* _What is required_: The records that follow are to be repeated without alteration.

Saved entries
════════════════════

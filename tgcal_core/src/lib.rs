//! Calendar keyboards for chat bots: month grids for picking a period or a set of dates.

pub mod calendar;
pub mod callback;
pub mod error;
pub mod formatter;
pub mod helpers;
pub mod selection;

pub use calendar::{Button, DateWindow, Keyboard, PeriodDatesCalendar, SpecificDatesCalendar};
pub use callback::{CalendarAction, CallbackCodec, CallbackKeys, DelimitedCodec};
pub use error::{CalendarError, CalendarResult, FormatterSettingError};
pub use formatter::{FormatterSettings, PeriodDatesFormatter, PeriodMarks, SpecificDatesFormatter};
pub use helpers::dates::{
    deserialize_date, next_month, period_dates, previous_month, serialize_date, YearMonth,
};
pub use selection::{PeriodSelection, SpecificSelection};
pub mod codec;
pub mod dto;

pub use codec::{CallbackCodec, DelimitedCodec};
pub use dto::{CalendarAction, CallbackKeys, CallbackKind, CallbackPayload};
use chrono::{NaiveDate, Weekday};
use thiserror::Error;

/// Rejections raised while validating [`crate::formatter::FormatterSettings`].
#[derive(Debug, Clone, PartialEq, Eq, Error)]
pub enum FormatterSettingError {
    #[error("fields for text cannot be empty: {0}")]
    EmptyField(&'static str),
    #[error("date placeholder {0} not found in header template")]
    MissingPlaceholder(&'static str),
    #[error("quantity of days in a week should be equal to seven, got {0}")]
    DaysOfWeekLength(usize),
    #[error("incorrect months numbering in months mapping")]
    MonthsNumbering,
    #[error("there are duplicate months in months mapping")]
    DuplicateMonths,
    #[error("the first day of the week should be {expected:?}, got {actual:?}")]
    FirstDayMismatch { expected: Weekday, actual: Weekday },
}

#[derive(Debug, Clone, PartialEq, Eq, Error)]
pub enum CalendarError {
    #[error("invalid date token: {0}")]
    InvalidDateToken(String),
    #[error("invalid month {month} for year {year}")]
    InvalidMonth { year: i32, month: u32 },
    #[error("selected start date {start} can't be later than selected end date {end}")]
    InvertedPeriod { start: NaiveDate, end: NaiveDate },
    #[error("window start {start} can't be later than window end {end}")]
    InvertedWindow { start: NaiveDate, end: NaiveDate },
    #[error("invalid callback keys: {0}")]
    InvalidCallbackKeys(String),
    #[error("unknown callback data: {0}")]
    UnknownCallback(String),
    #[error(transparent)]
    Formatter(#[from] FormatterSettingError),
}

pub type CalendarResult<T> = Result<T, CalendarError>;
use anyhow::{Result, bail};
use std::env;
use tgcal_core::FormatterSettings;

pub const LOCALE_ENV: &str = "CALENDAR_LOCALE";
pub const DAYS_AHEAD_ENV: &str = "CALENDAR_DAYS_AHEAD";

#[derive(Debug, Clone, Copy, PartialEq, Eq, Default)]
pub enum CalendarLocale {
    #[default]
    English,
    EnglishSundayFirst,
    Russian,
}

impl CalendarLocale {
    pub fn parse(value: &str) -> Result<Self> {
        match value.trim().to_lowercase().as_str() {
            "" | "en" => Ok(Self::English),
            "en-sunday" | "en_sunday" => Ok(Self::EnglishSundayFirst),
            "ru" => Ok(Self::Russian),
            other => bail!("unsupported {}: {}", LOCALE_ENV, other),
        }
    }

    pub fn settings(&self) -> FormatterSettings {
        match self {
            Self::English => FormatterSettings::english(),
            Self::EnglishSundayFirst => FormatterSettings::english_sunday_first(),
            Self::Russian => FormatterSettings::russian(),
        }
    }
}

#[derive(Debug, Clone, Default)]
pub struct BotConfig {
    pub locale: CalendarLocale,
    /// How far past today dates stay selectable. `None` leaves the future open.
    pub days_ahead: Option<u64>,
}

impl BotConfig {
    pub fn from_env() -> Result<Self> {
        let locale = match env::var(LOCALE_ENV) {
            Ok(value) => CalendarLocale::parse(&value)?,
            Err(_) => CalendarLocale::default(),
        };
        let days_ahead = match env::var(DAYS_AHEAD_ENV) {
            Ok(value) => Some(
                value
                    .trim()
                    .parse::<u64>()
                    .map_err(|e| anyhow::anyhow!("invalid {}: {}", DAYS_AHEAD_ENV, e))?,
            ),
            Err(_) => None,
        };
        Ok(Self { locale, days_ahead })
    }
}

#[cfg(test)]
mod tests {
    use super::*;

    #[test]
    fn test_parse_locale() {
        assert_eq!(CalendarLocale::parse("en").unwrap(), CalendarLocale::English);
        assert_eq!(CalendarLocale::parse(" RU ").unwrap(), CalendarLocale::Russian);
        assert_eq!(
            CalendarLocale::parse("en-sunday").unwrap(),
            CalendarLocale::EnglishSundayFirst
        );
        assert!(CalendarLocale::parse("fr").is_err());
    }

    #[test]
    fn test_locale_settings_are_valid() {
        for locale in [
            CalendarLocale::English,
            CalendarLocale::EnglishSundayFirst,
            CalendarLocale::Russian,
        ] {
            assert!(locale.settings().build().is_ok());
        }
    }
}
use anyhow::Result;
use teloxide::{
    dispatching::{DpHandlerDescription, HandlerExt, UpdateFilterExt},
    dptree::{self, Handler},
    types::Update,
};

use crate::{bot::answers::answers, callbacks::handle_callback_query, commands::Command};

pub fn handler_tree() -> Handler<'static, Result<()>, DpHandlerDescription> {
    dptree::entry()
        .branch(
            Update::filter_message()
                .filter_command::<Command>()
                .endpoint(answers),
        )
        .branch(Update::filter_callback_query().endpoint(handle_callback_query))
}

════════════════════

* _Your solution_:
filename tgcal_core/src/lib.rs
//! Calendar keyboards for chat bots: month grids for picking a period or a set of dates.

pub mod calendar;
pub mod callback;
pub mod error;
pub mod formatter;
pub mod helpers;
pub mod selection;

pub use calendar::{Button, DateWindow, Keyboard, PeriodDatesCalendar, SpecificDatesCalendar};
pub use callback::{CalendarAction, CallbackCodec, CallbackKeys, DelimitedCodec};
pub use error::{CalendarError, CalendarResult, FormatterSettingError};
pub use formatter::{FormatterSettings, PeriodDatesFormatter, PeriodMarks, SpecificDatesFormatter};
pub use helpers::dates::{
    deserialize_date, next_month, period_dates, previous_month, serialize_date, YearMonth,
};
pub use selection::{PeriodSelection, SpecificSelection};
pub mod codec;
pub mod dto;

pub use codec::{CallbackCodec, DelimitedCodec};
pub use dto::{CalendarAction, CallbackKeys, CallbackKind, CallbackPayload};
use chrono::{NaiveDate, Weekday};
use thiserror::Error;

/// Rejections raised while validating [`crate::formatter::FormatterSettings`].
#[derive(Debug, Clone, PartialEq, Eq, Error)]
pub enum FormatterSettingError {
    #[error("fields for text cannot be empty: {0}")]
    EmptyField(&'static str),
    #[error("date placeholder {0} not found in header template")]
    MissingPlaceholder(&'static str),
    #[error("quantity of days in a week should be equal to seven, got {0}")]
    DaysOfWeekLength(usize),
    #[error("incorrect months numbering in months mapping")]
    MonthsNumbering,
    #[error("there are duplicate months in months mapping")]
    DuplicateMonths,
    #[error("the first day of the week should be {expected:?}, got {actual:?}")]
    FirstDayMismatch { expected: Weekday, actual: Weekday },
}

#[derive(Debug, Clone, PartialEq, Eq, Error)]
pub enum CalendarError {
    #[error("invalid date token: {0}")]
    InvalidDateToken(String),
    #[error("invalid month {month} for year {year}")]
    InvalidMonth { year: i32, month: u32 },
    #[error("selected start date {start} can't be later than selected end date {end}")]
    InvertedPeriod { start: NaiveDate, end: NaiveDate },
    #[error("window start {start} can't be later than window end {end}")]
    InvertedWindow { start: NaiveDate, end: NaiveDate },
    #[error("invalid callback keys: {0}")]
    InvalidCallbackKeys(String),
    #[error("unknown callback data: {0}")]
    UnknownCallback(String),
    #[error(transparent)]
    Formatter(#[from] FormatterSettingError),
}

pub type CalendarResult<T> = Result<T, CalendarError>;
use anyhow::{Result, bail};
use std::env;
use tgcal_core::FormatterSettings;

pub const LOCALE_ENV: &str = "CALENDAR_LOCALE";
pub const DAYS_AHEAD_ENV: &str = "CALENDAR_DAYS_AHEAD";

#[derive(Debug, Clone, Copy, PartialEq, Eq, Default)]
pub enum CalendarLocale {
    #[default]
    English,
    EnglishSundayFirst,
    Russian,
}

impl CalendarLocale {
    pub fn parse(value: &str) -> Result<Self> {
        match value.trim().to_lowercase().as_str() {
            "" | "en" => Ok(Self::English),
            "en-sunday" | "en_sunday" => Ok(Self::EnglishSundayFirst),
            "ru" => Ok(Self::Russian),
            other => bail!("unsupported {}: {}", LOCALE_ENV, other),
        }
    }

    pub fn settings(&self) -> FormatterSettings {
        match self {
            Self::English => FormatterSettings::english(),
            Self::EnglishSundayFirst => FormatterSettings::english_sunday_first(),
            Self::Russian => FormatterSettings::russian(),
        }
    }
}

#[derive(Debug, Clone, Default)]
pub struct BotConfig {
    pub locale: CalendarLocale,
    /// How far past today dates stay selectable. `None` leaves the future open.
    pub days_ahead: Option<u64>,
}

impl BotConfig {
    pub fn from_env() -> Result<Self> {
        let locale = match env::var(LOCALE_ENV) {
            Ok(value) => CalendarLocale::parse(&value)?,
            Err(_) => CalendarLocale::default(),
        };
        let days_ahead = match env::var(DAYS_AHEAD_ENV) {
            Ok(value) => Some(
                value
                    .trim()
                    .parse::<u64>()
                    .map_err(|e| anyhow::anyhow!("invalid {}: {}", DAYS_AHEAD_ENV, e))?,
            ),
            Err(_) => None,
        };
        Ok(Self { locale, days_ahead })
    }
}

#[cfg(test)]
mod tests {
    use super::*;

    #[test]
    fn test_parse_locale() {
        assert_eq!(CalendarLocale::parse("en").unwrap(), CalendarLocale::English);
        assert_eq!(CalendarLocale::parse(" RU ").unwrap(), CalendarLocale::Russian);
        assert_eq!(
            CalendarLocale::parse("en-sunday").unwrap(),
            CalendarLocale::EnglishSundayFirst
        );
        assert!(CalendarLocale::parse("fr").is_err());
    }

    #[test]
    fn test_locale_settings_are_valid() {
        for locale in [
            CalendarLocale::English,
            CalendarLocale::EnglishSundayFirst,
            CalendarLocale::Russian,
        ] {
            assert!(locale.settings().build().is_ok());
        }
    }
}
use anyhow::Result;
use teloxide::{
    dispatching::{DpHandlerDescription, HandlerExt, UpdateFilterExt},
    dptree::{self, Handler},
    types::Update,
};

use crate::{bot::answers::answers, callbacks::handle_callback_query, commands::Command};

pub fn handler_tree() -> Handler<'static, Result<()>, DpHandlerDescription> {
    dptree::entry()
        .branch(
            Update::filter_message()
                .filter_command::<Command>()
                .endpoint(answers),
        )
        .branch(Update::filter_callback_query().endpoint(handle_callback_query))
}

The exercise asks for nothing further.